### Requirement
Write out exactly what each line says, starting with the first line below and ending on the one with "fundamental_hz * k as f32)".

[[ Data in this exercise, beginning ]]

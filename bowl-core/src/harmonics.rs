//! # Harmonics
//!
//! Overtone listing for a detected fundamental, and relative partial levels
//! read off a magnitude spectrum.

use serde::{Deserialize, Serialize};

/// Highest harmonic number listed.
pub const MAX_HARMONIC: u32 = 8;

/// A single partial of the bowl's sound.
#[derive(Debug, Clone, Copy, PartialEq, Serialize, Deserialize)]
pub struct Partial {
    /// Partial number (1 = fundamental).
    pub number: u32,
    pub frequency_hz: f32,
    /// Magnitude relative to the loudest measured partial, in [0, 1].
    pub level: f32,
}

/// Yields `f·k` for `k = 2..=8`, stopping at the first one above Nyquist.
///
/// A non-positive or non-finite fundamental yields nothing.
pub fn harmonics(fundamental_hz: f32, sample_rate: u32) -> impl Iterator<Item = f32> {
    let nyquist = sample_rate as f32 / 2.0;
    let usable = fundamental_hz.is_finite() && fundamental_hz > 0.0;
    (2..=MAX_HARMONIC)
        .filter(move |_| usable)
        .map(move |k| fundamental_hz * k as f32)
        .take_while(move |&f| f <= nyquist)
}

/// Measures the fundamental and each harmonic in `magnitudes`.
///
/// Each partial takes the largest bin within one bin of its nominal position;
/// levels are then scaled so the loudest partial is 1.
///
/// # Arguments
/// * `magnitudes` - Half spectrum of an `fft_size`-sample frame
/// * `fft_size` - Frame length the spectrum was computed from
/// * `sample_rate` - Sample rate in Hz
/// * `fundamental_hz` - Detected fundamental
/// * `overtones` - Harmonic frequencies, in order, starting at the 2nd partial
pub fn measure_partials(
    magnitudes: &[f32],
    fft_size: usize,
    sample_rate: u32,
    fundamental_hz: f32,
    overtones: &[f32],
) -> Vec<Partial> {
    if magnitudes.is_empty() || fft_size == 0 || sample_rate == 0 {
        return Vec::new();
    }
    let bin_width = sample_rate as f32 / fft_size as f32;
    let last_bin = magnitudes.len() - 1;

    let mut partials: Vec<Partial> = std::iter::once(fundamental_hz)
        .chain(overtones.iter().copied())
        .enumerate()
        .map(|(i, frequency_hz)| {
            let centre = (frequency_hz / bin_width).round() as usize;
            let start = centre.saturating_sub(1).min(last_bin);
            let end = (centre + 1).min(last_bin);
            let level = magnitudes[start..=end]
                .iter()
                .copied()
                .fold(0.0f32, f32::max);
            Partial {
                number: i as u32 + 1,
                frequency_hz,
                level,
            }
        })
        .collect();

    let loudest = partials.iter().map(|p| p.level).fold(0.0f32, f32::max);
    if loudest > 0.0 {
        for partial in partials.iter_mut() {
            partial.level /= loudest;
        }
    }
    partials
}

[[ Data in this exercise, end ]]

### Output of the task
filename bowl-core/src/harmonics.rs
//! # Harmonics
//!
//! Overtone listing for a detected fundamental, and relative partial levels
//! read off a magnitude spectrum.

use serde::{Deserialize, Serialize};

/// Highest harmonic number listed.
pub const MAX_HARMONIC: u32 = 8;

/// A single partial of the bowl's sound.
#[derive(Debug, Clone, Copy, PartialEq, Serialize, Deserialize)]
pub struct Partial {
    /// Partial number (1 = fundamental).
    pub number: u32,
    pub frequency_hz: f32,
    /// Magnitude relative to the loudest measured partial, in [0, 1].
    pub level: f32,
}

/// Yields `f·k` for `k = 2..=8`, stopping at the first one above Nyquist.
///
/// A non-positive or non-finite fundamental yields nothing.
pub fn harmonics(fundamental_hz: f32, sample_rate: u32) -> impl Iterator<Item = f32> {
    let nyquist = sample_rate as f32 / 2.0;
    let usable = fundamental_hz.is_finite() && fundamental_hz > 0.0;
    (2..=MAX_HARMONIC)
        .filter(move |_| usable)
        .map(move |k| fundamental_hz * k as f32)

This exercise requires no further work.